----- Exercise input -----
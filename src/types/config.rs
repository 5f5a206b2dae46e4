//! Configuration structures.
//!
//! Every section has defaults matching a stock single-instance install; the
//! binary overrides them from command-line flags and `ALERT_HELPERS_*`
//! environment variables.

use serde::{Deserialize, Serialize};
use std::path::PathBuf;
use std::time::Duration;

/// Global helpers configuration.
#[derive(Debug, Clone, Serialize, Deserialize, Default)]
pub struct Config {
    /// Server configuration.
    #[serde(default)]
    pub server: ServerConfig,

    /// Host REST API (data store) configuration.
    #[serde(default)]
    pub datastore: DataStoreConfig,

    /// E-mail template directories.
    #[serde(default)]
    pub templates: TemplatesConfig,

    /// Observability configuration.
    #[serde(default)]
    pub observability: ObservabilityConfig,

    /// IPC transport configuration.
    #[serde(default)]
    pub ipc: IpcConfig,
}

/// Server configuration.
#[derive(Debug, Clone, Serialize, Deserialize, Default)]
pub struct ServerConfig {
    /// TCP bind address. `None` serves a single connection over stdin/stdout.
    pub listen_addr: Option<String>,
}

/// Host REST API configuration.
#[derive(Debug, Clone, Serialize, Deserialize)]
pub struct DataStoreConfig {
    /// REST root, without trailing slash.
    pub base_url: String,

    /// Namespace owner used in `/servicesNS/<owner>/<app>/...` paths.
    pub owner: String,

    /// App namespace holding the alert manager collections.
    pub app: String,

    /// Per-request timeout.
    #[serde(with = "humantime_serde")]
    pub request_timeout: Duration,

    /// Accept self-signed certificates on the REST port.
    pub accept_invalid_certs: bool,
}

impl Default for DataStoreConfig {
    fn default() -> Self {
        Self {
            base_url: "https://127.0.0.1:8089".to_string(),
            owner: "nobody".to_string(),
            app: "alert_manager".to_string(),
            request_timeout: Duration::from_secs(30),
            accept_invalid_certs: true,
        }
    }
}

/// E-mail template directory layout.
#[derive(Debug, Clone, Serialize, Deserialize)]
pub struct TemplatesConfig {
    /// Root directory containing all apps.
    pub apps_dir: PathBuf,

    /// App whose `default/templates` and `local/templates` are listed.
    pub app: String,
}

impl TemplatesConfig {
    pub fn default_dir(&self) -> PathBuf {
        self.apps_dir.join(&self.app).join("default").join("templates")
    }

    pub fn local_dir(&self) -> PathBuf {
        self.apps_dir.join(&self.app).join("local").join("templates")
    }
}

impl Default for TemplatesConfig {
    fn default() -> Self {
        Self {
            apps_dir: PathBuf::from("/opt/splunk/etc/apps"),
            app: "alert_manager".to_string(),
        }
    }
}

/// Observability configuration.
#[derive(Debug, Clone, Serialize, Deserialize)]
pub struct ObservabilityConfig {
    /// Tracing log level (trace, debug, info, warn, error), used when
    /// `RUST_LOG` is unset.
    pub log_level: String,

    /// Enable JSON log formatting.
    pub json_logs: bool,
}

impl Default for ObservabilityConfig {
    fn default() -> Self {
        Self {
            log_level: "info".to_string(),
            json_logs: false,
        }
    }
}

/// IPC transport configuration.
#[derive(Debug, Clone, Serialize, Deserialize)]
pub struct IpcConfig {
    /// Maximum frame payload size in bytes.
    pub max_frame_bytes: u32,

    /// Maximum concurrent TCP connections. Connections beyond this limit
    /// are refused.
    pub max_connections: usize,

    /// Read timeout per frame (TCP only). Idle connections beyond this
    /// duration are dropped.
    #[serde(with = "humantime_serde")]
    pub read_timeout: Duration,

    /// Write timeout per frame.
    #[serde(with = "humantime_serde")]
    pub write_timeout: Duration,
}

impl Default for IpcConfig {
    fn default() -> Self {
        Self {
            max_frame_bytes: 5 * 1024 * 1024,
            max_connections: 64,
            read_timeout: Duration::from_secs(300),
            write_timeout: Duration::from_secs(10),
        }
    }
}
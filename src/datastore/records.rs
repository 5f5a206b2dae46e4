//! Typed records decoded from data store replies.
//!
//! Only the fields the handlers read are declared; everything else in a
//! record is ignored. A missing declared field fails decoding.

use serde::{Deserialize, Deserializer, Serialize};
use serde_json::{Map, Value};

/// Free-form record (incident, incident result field-set).
pub type Record = Map<String, Value>;

/// Integer flag stored either as a number, a numeric string or a boolean.
fn deserialize_flag<'de, D>(deserializer: D) -> Result<i64, D::Error>
where
    D: Deserializer<'de>,
{
    use serde::de::Error as _;

    match Value::deserialize(deserializer)? {
        Value::Number(n) => n
            .as_i64()
            .or_else(|| n.as_f64().map(|f| f.trunc() as i64))
            .ok_or_else(|| D::Error::custom(format!("flag out of range: {n}"))),
        Value::String(s) => s
            .trim()
            .parse::<i64>()
            .map_err(|_| D::Error::custom(format!("flag is not an integer: {s:?}"))),
        Value::Bool(b) => Ok(i64::from(b)),
        other => Err(D::Error::custom(format!("unexpected flag value: {other}"))),
    }
}

/// Entry of the `alert_status` collection.
#[derive(Debug, Clone, Deserialize)]
pub struct StatusEntry {
    pub status: String,
    pub status_description: String,
    #[serde(deserialize_with = "deserialize_flag")]
    pub internal_only: i64,
}

impl StatusEntry {
    pub fn is_public(&self) -> bool {
        self.internal_only == 0
    }
}

/// Projection of a [`StatusEntry`] returned to the host.
#[derive(Debug, Clone, PartialEq, Eq, Serialize)]
pub struct StatusSummary {
    pub status_description: String,
    pub status: String,
}

impl From<StatusEntry> for StatusSummary {
    fn from(entry: StatusEntry) -> Self {
        Self {
            status_description: entry.status_description,
            status: entry.status,
        }
    }
}

/// Entry of the `notification_schemes` collection.
#[derive(Debug, Clone, Deserialize)]
pub struct NotificationScheme {
    #[serde(rename = "schemeName")]
    pub scheme_name: String,
}

/// Entry of the `externalworkflowaction_settings` collection.
#[derive(Debug, Clone, Deserialize)]
pub struct WorkflowActionSetting {
    pub label: String,
    pub title: String,
    #[serde(deserialize_with = "deserialize_flag")]
    pub disabled: i64,
    #[serde(default)]
    pub parameters: Option<String>,
}

impl WorkflowActionSetting {
    pub fn is_enabled(&self) -> bool {
        self.disabled == 0
    }
}

/// Projection of a [`WorkflowActionSetting`] returned to the host.
#[derive(Debug, Clone, PartialEq, Eq, Serialize)]
pub struct WorkflowActionSummary {
    pub label: String,
    pub title: String,
}

impl From<WorkflowActionSetting> for WorkflowActionSummary {
    fn from(setting: WorkflowActionSetting) -> Self {
        Self {
            label: setting.label,
            title: setting.title,
        }
    }
}

/// Settings looked up by title or label for command generation. Only the
/// title and the parameter template matter there.
#[derive(Debug, Clone, Deserialize)]
pub struct WorkflowActionTemplate {
    pub title: String,
    #[serde(default)]
    pub parameters: Option<String>,
}

/// Entry of the `incident_results` collection.
#[derive(Debug, Clone, Deserialize)]
pub struct IncidentResult {
    pub fields: Vec<Record>,
}

/// Reply of the `admin/savedsearch/<name>` endpoint.
#[derive(Debug, Clone, Deserialize)]
pub struct SavedSearchListing {
    pub entry: Vec<SavedSearchEntry>,
}

#[derive(Debug, Clone, Deserialize)]
pub struct SavedSearchEntry {
    pub content: SavedSearchContent,
}

#[derive(Debug, Clone, Deserialize)]
pub struct SavedSearchContent {
    #[serde(default)]
    pub description: Option<String>,
}

/// Reply of the built-in user directory endpoint.
#[derive(Debug, Clone, Deserialize)]
pub struct UserListing {
    #[serde(default)]
    pub entry: Vec<UserEntry>,
}

#[derive(Debug, Clone, Deserialize)]
pub struct UserEntry {
    pub name: String,
    #[serde(default)]
    pub content: UserContent,
}

#[derive(Debug, Clone, Default, Deserialize)]
pub struct UserContent {
    #[serde(default)]
    pub realname: Option<String>,
    #[serde(default)]
    pub email: Option<String>,
}

/// Entry of the `alert_users` collection.
#[derive(Debug, Clone, Deserialize)]
pub struct AlertUser {
    pub name: String,
    #[serde(default)]
    pub email: Option<String>,
}
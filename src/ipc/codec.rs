//! Frame codec for the helpers wire protocol.
//!
//! Frame format:
//! ```text
//! ┌──────────┬──────────┬────────────────────────┐
//! │ len (4B) │ type(1B) │   UTF-8 JSON payload   │
//! │ u32 BE   │ u8       │                        │
//! └──────────┴──────────┴────────────────────────┘
//! ```
//! `len` counts the type byte and the payload, not the prefix itself.

use std::io::{Error, ErrorKind};
use tokio::io::{AsyncRead, AsyncReadExt, AsyncWrite, AsyncWriteExt};

/// Message type: request from the host.
pub const MSG_REQUEST: u8 = 0x01;
/// Message type: response to the host.
pub const MSG_RESPONSE: u8 = 0x02;
/// Message type: protocol-level error (unexpected frame type).
pub const MSG_ERROR: u8 = 0xFF;

const PREFIX_LEN: usize = 4;

/// One decoded frame.
#[derive(Debug, Clone, PartialEq, Eq)]
pub struct Frame {
    pub msg_type: u8,
    pub payload: Vec<u8>,
}

impl Frame {
    pub fn is_request(&self) -> bool {
        self.msg_type == MSG_REQUEST
    }

    /// Payload as text. Non-UTF-8 payloads are `InvalidData`.
    pub fn text(&self) -> std::io::Result<&str> {
        std::str::from_utf8(&self.payload).map_err(|e| {
            Error::new(ErrorKind::InvalidData, format!("Payload is not UTF-8: {e}"))
        })
    }
}

/// Read one frame from the stream.
///
/// Returns `None` when the stream ends on a frame boundary. A stream ending
/// inside the length prefix is `InvalidData`; one ending inside the body is
/// `UnexpectedEof`. Frames longer than `max_frame_bytes` are rejected before
/// the body is read.
pub async fn read_frame<R: AsyncRead + Unpin>(
    reader: &mut R,
    max_frame_bytes: u32,
) -> std::io::Result<Option<Frame>> {
    let Some(prefix) = read_prefix(reader).await? else {
        return Ok(None);
    };

    let frame_len = u32::from_be_bytes(prefix);
    if frame_len > max_frame_bytes {
        return Err(Error::new(
            ErrorKind::InvalidData,
            format!("Frame too large: {} bytes (limit {})", frame_len, max_frame_bytes),
        ));
    }
    let Some(payload_len) = frame_len.checked_sub(1) else {
        return Err(Error::new(
            ErrorKind::InvalidData,
            "Frame too short: missing type byte",
        ));
    };

    let msg_type = reader.read_u8().await?;
    let mut payload = vec![0u8; payload_len as usize];
    reader.read_exact(&mut payload).await?;

    Ok(Some(Frame { msg_type, payload }))
}

async fn read_prefix<R: AsyncRead + Unpin>(
    reader: &mut R,
) -> std::io::Result<Option<[u8; PREFIX_LEN]>> {
    let mut prefix = [0u8; PREFIX_LEN];
    let mut filled = 0;
    while filled < PREFIX_LEN {
        let n = reader.read(&mut prefix[filled..]).await?;
        if n == 0 {
            if filled == 0 {
                return Ok(None);
            }
            return Err(Error::new(
                ErrorKind::InvalidData,
                format!("Truncated length prefix: {filled} of {PREFIX_LEN} bytes"),
            ));
        }
        filled += n;
    }
    Ok(Some(prefix))
}

/// Write one frame and flush.
pub async fn write_frame<W: AsyncWrite + Unpin>(
    writer: &mut W,
    msg_type: u8,
    payload: &[u8],
) -> std::io::Result<()> {
    let frame_len = u32::try_from(payload.len())
        .ok()
        .and_then(|len| len.checked_add(1))
        .ok_or_else(|| Error::new(ErrorKind::InvalidInput, "Frame payload too large"))?;

    let mut header = [0u8; PREFIX_LEN + 1];
    header[..PREFIX_LEN].copy_from_slice(&frame_len.to_be_bytes());
    header[PREFIX_LEN] = msg_type;

    writer.write_all(&header).await?;
    writer.write_all(payload).await?;
    writer.flush().await
}

#[cfg(test)]
mod tests {
    use super::*;

    #[tokio::test]
    async fn request_frame_through_duplex() {
        let (mut client, mut server) = tokio::io::duplex(1024);
        write_frame(&mut client, MSG_REQUEST, br#"{"query":[]}"#)
            .await
            .unwrap();

        let frame = read_frame(&mut server, 1024).await.unwrap().unwrap();
        assert!(frame.is_request());
        assert_eq!(frame.text().unwrap(), r#"{"query":[]}"#);
    }

    #[tokio::test]
    async fn clean_eof_yields_none() {
        let (client, mut server) = tokio::io::duplex(64);
        drop(client);
        assert!(read_frame(&mut server, 1024).await.unwrap().is_none());
    }

    #[tokio::test]
    async fn truncated_prefix_is_invalid_data() {
        let (mut client, mut server) = tokio::io::duplex(64);
        client.write_all(&[0x00, 0x00]).await.unwrap();
        drop(client);

        let err = read_frame(&mut server, 1024).await.unwrap_err();
        assert_eq!(err.kind(), ErrorKind::InvalidData);
        assert!(err.to_string().contains("2 of 4"));
    }

    #[tokio::test]
    async fn truncated_body_is_unexpected_eof() {
        let (mut client, mut server) = tokio::io::duplex(64);
        client.write_all(&10u32.to_be_bytes()).await.unwrap();
        client.write_all(&[MSG_REQUEST, b'{']).await.unwrap();
        drop(client);

        let err = read_frame(&mut server, 1024).await.unwrap_err();
        assert_eq!(err.kind(), ErrorKind::UnexpectedEof);
    }

    #[tokio::test]
    async fn oversized_frame_is_rejected() {
        let (mut client, mut server) = tokio::io::duplex(1024);
        write_frame(&mut client, MSG_REQUEST, &[b'x'; 64]).await.unwrap();

        let err = read_frame(&mut server, 16).await.unwrap_err();
        assert_eq!(err.kind(), ErrorKind::InvalidData);
    }

    #[tokio::test]
    async fn zero_length_frame_is_rejected() {
        let (mut client, mut server) = tokio::io::duplex(64);
        client.write_all(&0u32.to_be_bytes()).await.unwrap();

        let err = read_frame(&mut server, 1024).await.unwrap_err();
        assert!(err.to_string().contains("missing type byte"));
    }

    #[test]
    fn non_utf8_payload_is_invalid_data() {
        let frame = Frame {
            msg_type: MSG_REQUEST,
            payload: vec![0xff, 0xfe],
        };
        assert_eq!(frame.text().unwrap_err().kind(), ErrorKind::InvalidData);
    }
}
-----
# What to work on:
How many lines in the records contain the word "info"? Reply with that number only.

# Solution for this problem:
2